╭──
impl SlotPool {
    pub fn new(size: usize) -> Self {
        Self {
            slots: vec![Slot::default(); size],
        }
    }

    pub fn shared(size: usize) -> SharedSlotPool {
        Arc::new(Mutex::new(Self::new(size)))
    }

    pub fn len(&self) -> usize {
        self.slots.len()
    }

    pub fn is_empty(&self) -> bool {
        self.slots.is_empty()
    }

    pub fn slot(&self, index: usize) -> Option<&Slot> {
        self.slots.get(index)
    }

    pub fn slots(&self) -> &[Slot] {
        &self.slots
    }

    /// Resize to the backend-reported slot count, dropping all occupancy
    pub fn reinitialize(&mut self, size: usize) {
        self.slots = vec![Slot::default(); size];
    }

    pub fn find_by_participant(&self, participant: &ParticipantId) -> Option<usize> {
        self.slots
            .iter()
            .position(|slot| slot.occupant.as_ref() == Some(participant))
    }

    /// Decide where `participant` would go, without mutating anything.
    ///
    /// Preference order: the slot it already holds, the lowest free slot, then
    /// the unprotected occupied slot with the smallest usage (lowest index on
    /// ties).
    pub fn plan_acquire(
        &self,
        participant: &ParticipantId,
        protected: &HashSet<ParticipantId>,
    ) -> SlotkeeperResult<AcquirePlan> {
        if participant.is_empty() {
            return Err(SlotkeeperError::invalid_input_field(
                "participant identity is empty",
                "participant",
            ));
        }

        if let Some(index) = self.find_by_participant(participant) {
            return Ok(AcquirePlan::Resident(index));
        }

        if let Some(index) = self.slots.iter().position(Slot::is_free) {
            return Ok(AcquirePlan::Free(index));
        }

        self.slots
            .iter()
            .enumerate()
            .filter_map(|(index, slot)| {
                slot.occupant
                    .as_ref()
                    .filter(|occupant| !protected.contains(*occupant))
                    .map(|occupant| (index, occupant, slot.usage))
            })
            .min_by_key(|(index, _, usage)| (*usage, *index))
            .map(|(index, victim, usage)| AcquirePlan::Evict {
                index,
                victim: victim.clone(),
                usage,
            })
            .ok_or_else(|| SlotkeeperError::no_evictable_slot(participant.as_str()))
    }

    /// Commit a plan.
    ///
    /// Fails when the slot no longer matches what the plan saw, which happens
    /// when another task changed it while the eviction save was in flight.
    /// The caller re-plans in that case.
    pub fn occupy(&mut self, plan: &AcquirePlan, participant: &ParticipantId) -> bool {
        let Some(slot) = self.slots.get(plan.index()) else {
            return false;
        };
        let still_valid = match plan {
            AcquirePlan::Resident(_) => slot.occupant.as_ref() == Some(participant),
            AcquirePlan::Free(_) => slot.is_free(),
            AcquirePlan::Evict { victim, .. } => slot.occupant.as_ref() == Some(victim),
        };
        if !still_valid {
            return false;
        }
        if matches!(plan, AcquirePlan::Resident(_)) {
            return true;
        }
        if self.find_by_participant(participant).is_some() {
            return false;
        }

        let index = plan.index();
        self.slots[index] = Slot {
            occupant: Some(participant.clone()),
            ..Slot::default()
        };
        true
    }

    /// Acquire without any eviction save, for callers that already persisted
    /// or deliberately skip persistence
    pub fn acquire_unsaved(
        &mut self,
        participant: &ParticipantId,
        protected: &HashSet<ParticipantId>,
    ) -> SlotkeeperResult<AcquirePlan> {
        let plan = self.plan_acquire(participant, protected)?;
        self.occupy(&plan, participant);
        Ok(plan)
    }

    /// Assign participants in order to slots 0..N-1 of an empty pool.
    ///
    /// Overflow participants get no slot; duplicates keep their first slot.
    pub fn assign_in_order(&mut self, participants: &[ParticipantId]) -> Vec<(usize, ParticipantId)> {
        self.reset_all();
        let mut assigned = Vec::new();
        for participant in participants {
            if participant.is_empty() || self.find_by_participant(participant).is_some() {
                continue;
            }
            let Some(index) = self.slots.iter().position(Slot::is_free) else {
                break;
            };
            self.slots[index].occupant = Some(participant.clone());
            assigned.push((index, participant.clone()));
        }
        assigned
    }

    /// Empty every slot
    pub fn reset_all(&mut self) {
        self.slots.iter_mut().for_each(Slot::clear);
    }

    /// Empty one slot
    pub fn release(&mut self, index: usize) {
        if let Some(slot) = self.slots.get_mut(index) {
            slot.clear();
        }
    }

    /// Returns the new usage, `None` for a free or unknown slot
    pub fn increment_usage(&mut self, index: usize) -> Option<u32> {
        let slot = self.slots.get_mut(index).filter(|s| !s.is_free())?;
        slot.usage = slot.usage.saturating_add(1);
        Some(slot.usage)
    }

    pub fn reset_usage(&mut self, index: usize) {
        if let Some(slot) = self.slots.get_mut(index) {
            slot.usage = 0;
        }
    }

    /// Take back `amount` counted messages, keeping any counted since
    pub fn consume_usage(&mut self, index: usize, amount: u32) {
        if let Some(slot) = self.slots.get_mut(index) {
            slot.usage = slot.usage.saturating_sub(amount);
        }
    }

    /// Only an occupied slot can hold a loaded cache
    pub fn set_cache_loaded(&mut self, index: usize, loaded: bool) {
        if let Some(slot) = self.slots.get_mut(index).filter(|s| !s.is_free()) {
            slot.cache_loaded = loaded;
        }
    }

    pub fn set_pending_generation(&mut self, index: usize, kind: Option<GenerationKind>) {
        if let Some(slot) = self.slots.get_mut(index).filter(|s| !s.is_free()) {
            slot.pending_generation = kind;
        }
    }

    /// Consume the one-shot generation kind recorded for the slot
    pub fn take_pending_generation(&mut self, index: usize) -> Option<GenerationKind> {
        self.slots.get_mut(index)?.pending_generation.take()
    }

    /// Whether `index` is still held by `participant`
    pub fn is_held_by(&self, index: usize, participant: &ParticipantId) -> bool {
        self.slots
            .get(index)
            .and_then(|s| s.occupant.as_ref())
            .is_some_and(|occupant| occupant == participant)
    }

    /// Occupied slots as (index, occupant, usage)
    pub fn occupied(&self) -> Vec<(usize, ParticipantId, u32)> {
        self.slots
            .iter()
            .enumerate()
            .filter_map(|(index, slot)| {
                slot.occupant
                    .as_ref()
                    .map(|occupant| (index, occupant.clone(), slot.usage))
            })
            .collect()
    }
}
╰──
*Task statement*.
The whole block of entries above should be repeated exactly.

*Exercise answer*.
impl SlotPool {
    pub fn new(size: usize) -> Self {
        Self {
            slots: vec![Slot::default(); size],
        }
    }

    pub fn shared(size: usize) -> SharedSlotPool {
        Arc::new(Mutex::new(Self::new(size)))
    }

    pub fn len(&self) -> usize {
        self.slots.len()
    }

    pub fn is_empty(&self) -> bool {
        self.slots.is_empty()
    }

    pub fn slot(&self, index: usize) -> Option<&Slot> {
        self.slots.get(index)
    }

    pub fn slots(&self) -> &[Slot] {
        &self.slots
    }

    /// Resize to the backend-reported slot count, dropping all occupancy
    pub fn reinitialize(&mut self, size: usize) {
        self.slots = vec![Slot::default(); size];
    }

    pub fn find_by_participant(&self, participant: &ParticipantId) -> Option<usize> {
        self.slots
            .iter()
            .position(|slot| slot.occupant.as_ref() == Some(participant))
    }

    /// Decide where `participant` would go, without mutating anything.
    ///
    /// Preference order: the slot it already holds, the lowest free slot, then
    /// the unprotected occupied slot with the smallest usage (lowest index on
    /// ties).
    pub fn plan_acquire(
        &self,
        participant: &ParticipantId,
        protected: &HashSet<ParticipantId>,
    ) -> SlotkeeperResult<AcquirePlan> {
        if participant.is_empty() {
            return Err(SlotkeeperError::invalid_input_field(
                "participant identity is empty",
                "participant",
            ));
        }

        if let Some(index) = self.find_by_participant(participant) {
            return Ok(AcquirePlan::Resident(index));
        }

        if let Some(index) = self.slots.iter().position(Slot::is_free) {
            return Ok(AcquirePlan::Free(index));
        }

        self.slots
            .iter()
            .enumerate()
            .filter_map(|(index, slot)| {
                slot.occupant
                    .as_ref()
                    .filter(|occupant| !protected.contains(*occupant))
                    .map(|occupant| (index, occupant, slot.usage))
            })
            .min_by_key(|(index, _, usage)| (*usage, *index))
            .map(|(index, victim, usage)| AcquirePlan::Evict {
                index,
                victim: victim.clone(),
                usage,
            })
            .ok_or_else(|| SlotkeeperError::no_evictable_slot(participant.as_str()))
    }

    /// Commit a plan.
    ///
    /// Fails when the slot no longer matches what the plan saw, which happens
    /// when another task changed it while the eviction save was in flight.
    /// The caller re-plans in that case.
    pub fn occupy(&mut self, plan: &AcquirePlan, participant: &ParticipantId) -> bool {
        let Some(slot) = self.slots.get(plan.index()) else {
            return false;
        };
        let still_valid = match plan {
            AcquirePlan::Resident(_) => slot.occupant.as_ref() == Some(participant),
            AcquirePlan::Free(_) => slot.is_free(),
            AcquirePlan::Evict { victim, .. } => slot.occupant.as_ref() == Some(victim),
        };
        if !still_valid {
            return false;
        }
        if matches!(plan, AcquirePlan::Resident(_)) {
            return true;
        }
        if self.find_by_participant(participant).is_some() {
            return false;
        }

        let index = plan.index();
        self.slots[index] = Slot {
            occupant: Some(participant.clone()),
            ..Slot::default()
        };
        true
    }

    /// Acquire without any eviction save, for callers that already persisted
    /// or deliberately skip persistence
    pub fn acquire_unsaved(
        &mut self,
        participant: &ParticipantId,
        protected: &HashSet<ParticipantId>,
    ) -> SlotkeeperResult<AcquirePlan> {
        let plan = self.plan_acquire(participant, protected)?;
        self.occupy(&plan, participant);
        Ok(plan)
    }

    /// Assign participants in order to slots 0..N-1 of an empty pool.
    ///
    /// Overflow participants get no slot; duplicates keep their first slot.
    pub fn assign_in_order(&mut self, participants: &[ParticipantId]) -> Vec<(usize, ParticipantId)> {
        self.reset_all();
        let mut assigned = Vec::new();
        for participant in participants {
            if participant.is_empty() || self.find_by_participant(participant).is_some() {
                continue;
            }
            let Some(index) = self.slots.iter().position(Slot::is_free) else {
                break;
            };
            self.slots[index].occupant = Some(participant.clone());
            assigned.push((index, participant.clone()));
        }
        assigned
    }

    /// Empty every slot
    pub fn reset_all(&mut self) {
        self.slots.iter_mut().for_each(Slot::clear);
    }

    /// Empty one slot
    pub fn release(&mut self, index: usize) {
        if let Some(slot) = self.slots.get_mut(index) {
            slot.clear();
        }
    }

    /// Returns the new usage, `None` for a free or unknown slot
    pub fn increment_usage(&mut self, index: usize) -> Option<u32> {
        let slot = self.slots.get_mut(index).filter(|s| !s.is_free())?;
        slot.usage = slot.usage.saturating_add(1);
        Some(slot.usage)
    }

    pub fn reset_usage(&mut self, index: usize) {
        if let Some(slot) = self.slots.get_mut(index) {
            slot.usage = 0;
        }
    }

    /// Take back `amount` counted messages, keeping any counted since
    pub fn consume_usage(&mut self, index: usize, amount: u32) {
        if let Some(slot) = self.slots.get_mut(index) {
            slot.usage = slot.usage.saturating_sub(amount);
        }
    }

    /// Only an occupied slot can hold a loaded cache
    pub fn set_cache_loaded(&mut self, index: usize, loaded: bool) {
        if let Some(slot) = self.slots.get_mut(index).filter(|s| !s.is_free()) {
            slot.cache_loaded = loaded;
        }
    }

    pub fn set_pending_generation(&mut self, index: usize, kind: Option<GenerationKind>) {
        if let Some(slot) = self.slots.get_mut(index).filter(|s| !s.is_free()) {
            slot.pending_generation = kind;
        }
    }

    /// Consume the one-shot generation kind recorded for the slot
    pub fn take_pending_generation(&mut self, index: usize) -> Option<GenerationKind> {
        self.slots.get_mut(index)?.pending_generation.take()
    }

    /// Whether `index` is still held by `participant`
    pub fn is_held_by(&self, index: usize, participant: &ParticipantId) -> bool {
        self.slots
            .get(index)
            .and_then(|s| s.occupant.as_ref())
            .is_some_and(|occupant| occupant == participant)
    }

    /// Occupied slots as (index, occupant, usage)
    pub fn occupied(&self) -> Vec<(usize, ParticipantId, u32)> {
        self.slots
            .iter()
            .enumerate()
            .filter_map(|(index, slot)| {
                slot.occupant
                    .as_ref()
                    .map(|occupant| (index, occupant.clone(), slot.usage))
            })
            .collect()
    }
}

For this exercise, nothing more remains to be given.